======== Recorded data

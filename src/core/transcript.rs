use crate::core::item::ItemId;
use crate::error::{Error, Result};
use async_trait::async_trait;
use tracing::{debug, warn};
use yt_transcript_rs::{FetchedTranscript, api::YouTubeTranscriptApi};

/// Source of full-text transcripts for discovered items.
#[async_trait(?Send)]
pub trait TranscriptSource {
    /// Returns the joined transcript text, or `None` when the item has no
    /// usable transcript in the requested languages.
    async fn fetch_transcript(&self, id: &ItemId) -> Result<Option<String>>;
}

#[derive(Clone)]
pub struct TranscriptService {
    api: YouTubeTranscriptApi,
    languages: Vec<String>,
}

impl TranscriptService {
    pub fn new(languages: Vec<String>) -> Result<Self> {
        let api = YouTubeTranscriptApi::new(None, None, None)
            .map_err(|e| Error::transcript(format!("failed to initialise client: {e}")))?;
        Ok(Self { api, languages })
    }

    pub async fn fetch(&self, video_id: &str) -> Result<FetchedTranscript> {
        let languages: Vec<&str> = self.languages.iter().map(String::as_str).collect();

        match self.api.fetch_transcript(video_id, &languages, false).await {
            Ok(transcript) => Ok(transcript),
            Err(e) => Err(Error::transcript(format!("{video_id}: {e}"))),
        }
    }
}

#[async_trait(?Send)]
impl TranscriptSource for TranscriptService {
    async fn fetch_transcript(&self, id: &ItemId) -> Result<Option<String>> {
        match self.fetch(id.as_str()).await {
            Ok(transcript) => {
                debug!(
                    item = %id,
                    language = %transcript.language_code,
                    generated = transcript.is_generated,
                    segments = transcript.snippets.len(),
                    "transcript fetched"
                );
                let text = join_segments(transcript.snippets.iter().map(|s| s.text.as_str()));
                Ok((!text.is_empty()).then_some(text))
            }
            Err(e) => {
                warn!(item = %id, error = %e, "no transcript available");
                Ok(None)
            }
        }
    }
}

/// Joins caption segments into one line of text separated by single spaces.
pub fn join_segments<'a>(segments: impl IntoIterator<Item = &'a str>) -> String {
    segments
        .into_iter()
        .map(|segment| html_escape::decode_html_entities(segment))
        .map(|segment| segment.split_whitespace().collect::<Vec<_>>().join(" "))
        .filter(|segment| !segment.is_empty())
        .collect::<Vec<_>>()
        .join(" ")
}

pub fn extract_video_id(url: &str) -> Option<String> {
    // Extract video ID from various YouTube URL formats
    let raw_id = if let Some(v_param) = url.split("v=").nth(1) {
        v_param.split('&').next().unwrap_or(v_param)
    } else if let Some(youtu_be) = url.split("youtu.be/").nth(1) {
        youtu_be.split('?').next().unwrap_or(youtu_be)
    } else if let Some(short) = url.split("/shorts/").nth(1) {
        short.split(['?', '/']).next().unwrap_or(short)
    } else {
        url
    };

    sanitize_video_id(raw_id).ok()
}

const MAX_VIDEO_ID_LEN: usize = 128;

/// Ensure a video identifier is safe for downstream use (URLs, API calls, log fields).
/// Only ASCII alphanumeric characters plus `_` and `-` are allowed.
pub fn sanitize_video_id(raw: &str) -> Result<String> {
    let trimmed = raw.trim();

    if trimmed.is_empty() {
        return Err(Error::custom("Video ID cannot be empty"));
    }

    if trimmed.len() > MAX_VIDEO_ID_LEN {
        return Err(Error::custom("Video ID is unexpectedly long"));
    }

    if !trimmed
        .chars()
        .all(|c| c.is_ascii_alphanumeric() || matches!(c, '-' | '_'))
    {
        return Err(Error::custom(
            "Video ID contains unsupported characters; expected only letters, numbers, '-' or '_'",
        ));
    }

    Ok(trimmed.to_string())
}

================
======== Recorded data

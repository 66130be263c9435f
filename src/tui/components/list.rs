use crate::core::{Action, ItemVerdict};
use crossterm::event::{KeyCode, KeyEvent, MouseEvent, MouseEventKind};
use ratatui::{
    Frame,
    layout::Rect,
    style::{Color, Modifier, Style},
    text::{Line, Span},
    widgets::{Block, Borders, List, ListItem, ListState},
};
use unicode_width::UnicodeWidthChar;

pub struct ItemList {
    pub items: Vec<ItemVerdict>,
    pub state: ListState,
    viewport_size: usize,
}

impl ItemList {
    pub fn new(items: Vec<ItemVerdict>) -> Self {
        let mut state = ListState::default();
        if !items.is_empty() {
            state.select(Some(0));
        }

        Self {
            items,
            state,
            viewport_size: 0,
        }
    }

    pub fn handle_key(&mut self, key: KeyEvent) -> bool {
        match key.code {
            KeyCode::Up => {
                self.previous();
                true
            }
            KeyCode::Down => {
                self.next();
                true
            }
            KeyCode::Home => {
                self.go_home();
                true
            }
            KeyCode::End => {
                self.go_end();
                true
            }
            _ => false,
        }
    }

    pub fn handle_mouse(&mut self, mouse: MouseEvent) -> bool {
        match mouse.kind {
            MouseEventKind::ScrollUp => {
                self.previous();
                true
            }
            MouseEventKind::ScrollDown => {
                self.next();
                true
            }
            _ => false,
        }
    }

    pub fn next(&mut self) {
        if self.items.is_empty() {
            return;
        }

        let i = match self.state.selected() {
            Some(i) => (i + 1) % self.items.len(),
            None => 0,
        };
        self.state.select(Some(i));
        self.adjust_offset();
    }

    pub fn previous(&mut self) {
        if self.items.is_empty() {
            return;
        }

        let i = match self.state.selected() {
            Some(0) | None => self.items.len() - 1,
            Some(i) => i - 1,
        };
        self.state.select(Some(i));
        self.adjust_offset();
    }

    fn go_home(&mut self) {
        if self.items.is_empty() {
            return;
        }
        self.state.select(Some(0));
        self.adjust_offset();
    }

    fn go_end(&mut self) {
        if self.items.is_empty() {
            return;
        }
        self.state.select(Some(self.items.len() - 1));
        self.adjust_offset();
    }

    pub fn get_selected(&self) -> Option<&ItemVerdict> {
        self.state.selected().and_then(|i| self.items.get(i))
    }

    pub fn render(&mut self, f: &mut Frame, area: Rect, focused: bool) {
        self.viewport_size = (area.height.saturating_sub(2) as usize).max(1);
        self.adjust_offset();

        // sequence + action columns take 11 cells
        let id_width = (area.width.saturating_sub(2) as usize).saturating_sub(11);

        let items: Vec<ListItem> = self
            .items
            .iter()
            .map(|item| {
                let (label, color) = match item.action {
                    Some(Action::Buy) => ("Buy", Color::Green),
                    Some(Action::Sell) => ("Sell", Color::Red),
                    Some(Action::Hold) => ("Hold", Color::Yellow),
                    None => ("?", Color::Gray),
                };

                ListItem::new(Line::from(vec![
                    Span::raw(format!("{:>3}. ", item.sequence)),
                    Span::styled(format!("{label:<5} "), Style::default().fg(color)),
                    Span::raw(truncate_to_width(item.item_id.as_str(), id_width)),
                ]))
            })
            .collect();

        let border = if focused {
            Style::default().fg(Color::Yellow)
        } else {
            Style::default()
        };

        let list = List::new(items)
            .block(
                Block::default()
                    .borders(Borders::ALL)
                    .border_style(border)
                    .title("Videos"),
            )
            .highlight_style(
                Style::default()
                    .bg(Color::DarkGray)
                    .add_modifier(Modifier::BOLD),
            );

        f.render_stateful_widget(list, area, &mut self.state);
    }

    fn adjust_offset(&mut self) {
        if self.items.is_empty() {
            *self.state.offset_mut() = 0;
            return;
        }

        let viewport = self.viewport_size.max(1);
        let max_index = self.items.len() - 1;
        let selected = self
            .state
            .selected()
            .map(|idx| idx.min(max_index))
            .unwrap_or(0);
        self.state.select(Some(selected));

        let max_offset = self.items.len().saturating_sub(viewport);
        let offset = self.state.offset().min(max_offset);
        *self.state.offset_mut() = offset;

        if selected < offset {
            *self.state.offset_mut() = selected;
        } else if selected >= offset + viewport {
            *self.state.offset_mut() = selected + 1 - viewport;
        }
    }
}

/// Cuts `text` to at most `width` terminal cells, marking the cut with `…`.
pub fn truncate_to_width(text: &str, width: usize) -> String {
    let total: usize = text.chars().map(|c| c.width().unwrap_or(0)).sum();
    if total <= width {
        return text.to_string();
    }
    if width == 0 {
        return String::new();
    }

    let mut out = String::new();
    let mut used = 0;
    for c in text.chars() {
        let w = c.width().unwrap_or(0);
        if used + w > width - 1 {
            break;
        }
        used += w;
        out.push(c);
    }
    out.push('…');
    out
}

================

[Problem description]:
Scan the records above for the string "TranscriptSource", then select every line that holds it.

[Written solution]:
pub trait TranscriptSource {
impl TranscriptSource for TranscriptService {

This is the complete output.